**Provided data**
--

//! Transaction records and the CSV adapter that produces them.
//!
//! Column lookup is resolved once from the header row. A column that is not
//! present in the file behaves exactly like an empty cell: the field is
//! missing and nothing else about the row changes.

use std::collections::HashMap;
use std::io::Read;

use chrono::NaiveDate;
use csv::StringRecord;
use serde::{Deserialize, Serialize};

use crate::coerce::{parse_integer, parse_number};

/// Input column names. The default matches the public Seoul apartment
/// transaction dataset headers.
#[derive(Debug, Clone, PartialEq, Eq, Serialize, Deserialize)]
pub struct ColumnMap {
    pub contract_year_month: String,
    pub address: String,
    pub area: String,
    pub floor: String,
    pub construction_year: String,
    pub price: String,
    pub coord_x: String,
    pub coord_y: String,
    pub total_households: String,
    pub total_buildings: String,
    pub parking: String,
}

impl Default for ColumnMap {
    fn default() -> Self {
        Self {
            contract_year_month: "계약년월".to_string(),
            address: "시군구".to_string(),
            area: "전용면적(㎡)".to_string(),
            floor: "층".to_string(),
            construction_year: "건축년도".to_string(),
            price: "target".to_string(),
            coord_x: "좌표X".to_string(),
            coord_y: "좌표Y".to_string(),
            total_households: "k-전체세대수".to_string(),
            total_buildings: "k-전체동수".to_string(),
            parking: "주차대수".to_string(),
        }
    }
}

#[derive(Debug, Clone, Copy, PartialEq, Eq, Hash, PartialOrd, Ord, Serialize, Deserialize)]
pub struct ContractPeriod {
    pub year: i32,
    pub month: Option<u32>,
}

impl ContractPeriod {
    /// Parses a `YYYYMM` contract stamp. A valid year with an unusable month
    /// still yields a period so yearly statistics keep the record.
    pub fn parse(raw: &str) -> Option<Self> {
        let trimmed = raw.trim();
        let year_digits = trimmed.get(..4)?;
        if !year_digits.bytes().all(|b| b.is_ascii_digit()) {
            return None;
        }
        let year = year_digits.parse::<i32>().ok()?;

        let month = trimmed
            .get(4..6)
            .filter(|digits| digits.bytes().all(|b| b.is_ascii_digit()))
            .and_then(|digits| digits.parse::<u32>().ok())
            .filter(|month| NaiveDate::from_ymd_opt(year, *month, 1).is_some());

        Some(Self { year, month })
    }

    pub fn year_key(&self) -> String {
        format!("{:04}", self.year)
    }

    pub fn month_key(&self) -> Option<String> {
        self.month
            .map(|month| format!("{:04}{:02}", self.year, month))
    }
}

#[derive(Debug, Clone, Default, PartialEq, Serialize, Deserialize)]
pub struct Record {
    pub contract: Option<ContractPeriod>,
    pub district: String,
    pub sub_district: String,
    pub area_m2: Option<f64>,
    pub floor: Option<i64>,
    pub construction_year: Option<i64>,
    pub coord_x: Option<f64>,
    pub coord_y: Option<f64>,
    pub total_households: Option<f64>,
    pub total_buildings: Option<f64>,
    pub parking: Option<f64>,
    pub price: Option<f64>,
}

impl Record {
    pub fn contract_year(&self) -> Option<i64> {
        self.contract.map(|period| i64::from(period.year))
    }

    pub fn contract_month(&self) -> Option<u32> {
        self.contract.and_then(|period| period.month)
    }

    /// The price when it can enter statistics. Negative prices are treated
    /// like an unparseable cell.
    pub fn sale_price(&self) -> Option<f64> {
        self.price.filter(|price| *price >= 0.0)
    }
}

/// Splits `"<city> <district> <sub-district> ..."` into district and
/// sub-district. Missing tokens fall back to the whole (trimmed) address.
pub fn parse_address(raw: &str) -> (String, String) {
    let trimmed = raw.trim();
    let parts: Vec<&str> = trimmed.split_whitespace().collect();
    let district = parts.get(1).copied().unwrap_or(trimmed).to_string();
    let sub_district = parts.get(2).copied().unwrap_or(trimmed).to_string();
    (district, sub_district)
}

#[derive(Debug, Clone, Default)]
struct ResolvedColumns {
    contract_year_month: Option<usize>,
    address: Option<usize>,
    area: Option<usize>,
    floor: Option<usize>,
    construction_year: Option<usize>,
    price: Option<usize>,
    coord_x: Option<usize>,
    coord_y: Option<usize>,
    total_households: Option<usize>,
    total_buildings: Option<usize>,
    parking: Option<usize>,
}

impl ResolvedColumns {
    fn resolve(headers: &StringRecord, columns: &ColumnMap) -> Self {
        let index: HashMap<&str, usize> = headers
            .iter()
            .enumerate()
            .map(|(idx, name)| (name.trim().trim_start_matches('\u{feff}'), idx))
            .collect();
        let find = |name: &str| index.get(name).copied();

        Self {
            contract_year_month: find(&columns.contract_year_month),
            address: find(&columns.address),
            area: find(&columns.area),
            floor: find(&columns.floor),
            construction_year: find(&columns.construction_year),
            price: find(&columns.price),
            coord_x: find(&columns.coord_x),
            coord_y: find(&columns.coord_y),
            total_households: find(&columns.total_households),
            total_buildings: find(&columns.total_buildings),
            parking: find(&columns.parking),
        }
    }

    fn missing(&self, columns: &ColumnMap) -> Vec<String> {
        [
            (self.contract_year_month, &columns.contract_year_month),
            (self.address, &columns.address),
            (self.area, &columns.area),
            (self.floor, &columns.floor),
            (self.construction_year, &columns.construction_year),
            (self.price, &columns.price),
            (self.coord_x, &columns.coord_x),
            (self.coord_y, &columns.coord_y),
            (self.total_households, &columns.total_households),
            (self.total_buildings, &columns.total_buildings),
            (self.parking, &columns.parking),
        ]
        .into_iter()
        .filter(|(idx, _)| idx.is_none())
        .map(|(_, name)| name.clone())
        .collect()
    }
}

fn field(record: &StringRecord, idx: Option<usize>) -> Option<&str> {
    idx.and_then(|idx| record.get(idx))
}

fn record_from_row(row: &StringRecord, columns: &ResolvedColumns) -> Record {
    let (district, sub_district) = parse_address(field(row, columns.address).unwrap_or_default());

    Record {
        contract: field(row, columns.contract_year_month).and_then(ContractPeriod::parse),
        district,
        sub_district,
        area_m2: parse_number(field(row, columns.area)),
        floor: parse_integer(field(row, columns.floor)),
        construction_year: parse_integer(field(row, columns.construction_year)),
        coord_x: parse_number(field(row, columns.coord_x)),
        coord_y: parse_number(field(row, columns.coord_y)),
        total_households: parse_number(field(row, columns.total_households)),
        total_buildings: parse_number(field(row, columns.total_buildings)),
        parking: parse_number(field(row, columns.parking)),
        price: parse_number(field(row, columns.price)),
    }
}

/// Streams [`Record`]s out of a headed CSV source, one row at a time.
pub struct RecordReader<R: Read> {
    reader: csv::Reader<R>,
    columns: ResolvedColumns,
    missing_columns: Vec<String>,
    row: StringRecord,
}

impl<R: Read> RecordReader<R> {
    pub fn new(source: R, columns: &ColumnMap) -> Result<Self, csv::Error> {
        let mut reader = csv::ReaderBuilder::new()
            .flexible(true)
            .trim(csv::Trim::All)
            .from_reader(source);
        let headers = reader.headers()?.clone();
        let resolved = ResolvedColumns::resolve(&headers, columns);
        let missing_columns = resolved.missing(columns);

        Ok(Self {
            reader,
            columns: resolved,
            missing_columns,
            row: StringRecord::new(),
        })
    }

    /// Configured columns absent from the header row.
    pub fn missing_columns(&self) -> &[String] {
        &self.missing_columns
    }
}

impl<R: Read> Iterator for RecordReader<R> {
    type Item = Result<Record, csv::Error>;

    fn next(&mut self) -> Option<Self::Item> {
        match self.reader.read_record(&mut self.row) {
            Ok(true) => Some(Ok(record_from_row(&self.row, &self.columns))),
            Ok(false) => None,
            Err(err) => Some(Err(err)),
        }
    }
}
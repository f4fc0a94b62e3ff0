//! Equal-width histograms and distribution shape.

use serde::{Deserialize, Serialize};

use crate::accumulate::DISPLAY_PRICE_UNIT;
use crate::coerce::round_to;

#[derive(Debug, Clone, Copy, PartialEq, Serialize, Deserialize)]
pub struct HistogramBin {
    pub start: f64,
    pub end: f64,
    pub count: u64,
}

/// Sparse equal-width histogram over `[min, max]`.
///
/// Bin edges are rounded to two decimals. When every value is identical the
/// histogram collapses into a single zero-width bin at that value.
pub fn build_histogram(values: &[f64], bins: usize) -> Vec<HistogramBin> {
    if values.is_empty() || bins == 0 {
        return Vec::new();
    }

    let lo = values.iter().copied().fold(f64::INFINITY, f64::min);
    let hi = values.iter().copied().fold(f64::NEG_INFINITY, f64::max);
    let step = (hi - lo) / bins as f64;

    if step == 0.0 {
        return vec![HistogramBin {
            start: lo,
            end: lo,
            count: values.len() as u64,
        }];
    }

    let mut counts = vec![0u64; bins];
    for value in values {
        let idx = (((value - lo) / step).floor() as usize).min(bins - 1);
        counts[idx] += 1;
    }

    counts
        .into_iter()
        .enumerate()
        .filter(|(_, count)| *count > 0)
        .map(|(idx, count)| HistogramBin {
            start: round_to(lo + idx as f64 * step, 2),
            end: round_to(lo + (idx + 1) as f64 * step, 2),
            count,
        })
        .collect()
}

/// Population skewness `mean((v - μ)^3) / σ^3`, rounded to two decimals.
/// Empty or zero-variance input yields 0.
pub fn skewness(values: &[f64]) -> f64 {
    if values.is_empty() {
        return 0.0;
    }
    let n = values.len() as f64;
    let mean = values.iter().sum::<f64>() / n;
    let variance = values.iter().map(|v| (v - mean).powi(2)).sum::<f64>() / n;
    let std_dev = variance.sqrt();
    if std_dev == 0.0 {
        return 0.0;
    }
    let third_moment = values.iter().map(|v| (v - mean).powi(3)).sum::<f64>() / n;
    round_to(third_moment / std_dev.powi(3), 2)
}

#[derive(Debug, Clone, PartialEq, Serialize, Deserialize)]
pub struct LabeledBin {
    pub bin: String,
    pub count: u64,
}

#[derive(Debug, Clone, Default, PartialEq, Serialize, Deserialize)]
#[serde(rename_all = "camelCase")]
pub struct PriceDistribution {
    pub raw: Vec<LabeledBin>,
    pub log: Vec<LabeledBin>,
    pub raw_skew: f64,
    pub log_skew: f64,
}

impl PriceDistribution {
    /// The raw histogram is drawn from prices capped at `raw_cap` so a few
    /// extreme sales do not flatten every other bin. Both skewness values and
    /// the log histogram use uncapped prices.
    pub fn from_prices(prices: &[f64], bins: usize, raw_cap: f64) -> Self {
        if prices.is_empty() {
            return Self::default();
        }

        let capped: Vec<f64> = prices.iter().map(|p| p.min(raw_cap)).collect();
        let logged: Vec<f64> = prices.iter().map(|p| p.ln_1p()).collect();

        let raw = build_histogram(&capped, bins)
            .into_iter()
            .map(|bin| LabeledBin {
                bin: raw_label(&bin),
                count: bin.count,
            })
            .collect();
        let log = build_histogram(&logged, bins)
            .into_iter()
            .map(|bin| LabeledBin {
                bin: format!("{:.1}~{:.1}", bin.start, bin.end),
                count: bin.count,
            })
            .collect();

        Self {
            raw,
            log,
            raw_skew: skewness(prices),
            log_skew: skewness(&logged),
        }
    }
}

fn raw_label(bin: &HistogramBin) -> String {
    let start = (bin.start / DISPLAY_PRICE_UNIT).trunc() as i64;
    let end = (bin.end / DISPLAY_PRICE_UNIT).trunc() as i64;
    format!("{start}~{end}억")
}

#[cfg(test)]
mod tests {
    use super::*;

    #[test]
    fn counts_sum_to_input_size() {
        let values: Vec<f64> = (0..1_000).map(|i| (i * i % 997) as f64).collect();
        let hist = build_histogram(&values, 40);
        let total: u64 = hist.iter().map(|b| b.count).sum();
        assert_eq!(total, 1_000);
        assert!(hist.len() <= 40);
    }

    #[test]
    fn maximum_lands_in_last_bin() {
        let hist = build_histogram(&[0.0, 5.0, 10.0], 2);
        assert_eq!(hist.len(), 2);
        assert_eq!(hist[0].count, 1);
        assert_eq!(hist[1].count, 2);
        assert_eq!(hist[1].end, 10.0);
    }

    #[test]
    fn only_non_empty_bins_are_emitted() {
        let hist = build_histogram(&[0.0, 0.1, 10.0], 10);
        assert_eq!(hist.len(), 2);
        assert_eq!(hist[0].start, 0.0);
        assert_eq!(hist[0].count, 2);
        assert_eq!(hist[1].start, 9.0);
    }

    #[test]
    fn identical_values_collapse_into_one_bin() {
        let hist = build_histogram(&[7.0, 7.0, 7.0], 40);
        assert_eq!(
            hist,
            vec![HistogramBin {
                start: 7.0,
                end: 7.0,
                count: 3
            }]
        );
        assert_eq!(skewness(&[7.0, 7.0, 7.0]), 0.0);
    }

    #[test]
    fn empty_input_is_a_sentinel() {
        assert!(build_histogram(&[], 40).is_empty());
        assert_eq!(skewness(&[]), 0.0);
        assert_eq!(
            PriceDistribution::from_prices(&[], 40, 500_000.0),
            PriceDistribution::default()
        );
    }

    #[test]
    fn skewness_sign_follows_tail() {
        assert_eq!(skewness(&[1.0, 2.0, 3.0]), 0.0);
        assert!(skewness(&[1.0, 1.0, 1.0, 10.0]) > 0.0);
        assert!(skewness(&[1.0, 10.0, 10.0, 10.0]) < 0.0);
    }

    #[test]
    fn raw_histogram_is_capped_but_skew_is_not() {
        let prices = [50_000.0, 60_000.0, 70_000.0, 2_000_000.0];
        let dist = PriceDistribution::from_prices(&prices, 4, 500_000.0);

        assert_eq!(dist.raw.iter().map(|b| b.count).sum::<u64>(), 4);
        assert_eq!(dist.log.iter().map(|b| b.count).sum::<u64>(), 4);
        assert_eq!(dist.raw.last().map(|b| b.bin.as_str()), Some("38~50억"));
        assert_eq!(dist.raw_skew, skewness(&prices));
        assert!(dist.raw_skew > 1.0);
    }

    #[test]
    fn log_labels_use_one_decimal() {
        let dist = PriceDistribution::from_prices(&[10_000.0, 100_000.0], 2, 500_000.0);
        assert_eq!(dist.log.len(), 2);
        assert!(dist.log[0].bin.starts_with("9.2~"));
        assert!(dist.log[1].bin.ends_with("~11.5"));
    }
}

--

**What to do**
Both the first line of the records above and the line containing "use chrono::NaiveDate;" are to be transcribed exactly, together with every line between them, and nothing else.

**Task solution**
//! Transaction records and the CSV adapter that produces them.
//!
//! Column lookup is resolved once from the header row. A column that is not
//! present in the file behaves exactly like an empty cell: the field is
//! missing and nothing else about the row changes.

use std::collections::HashMap;
use std::io::Read;

use chrono::NaiveDate;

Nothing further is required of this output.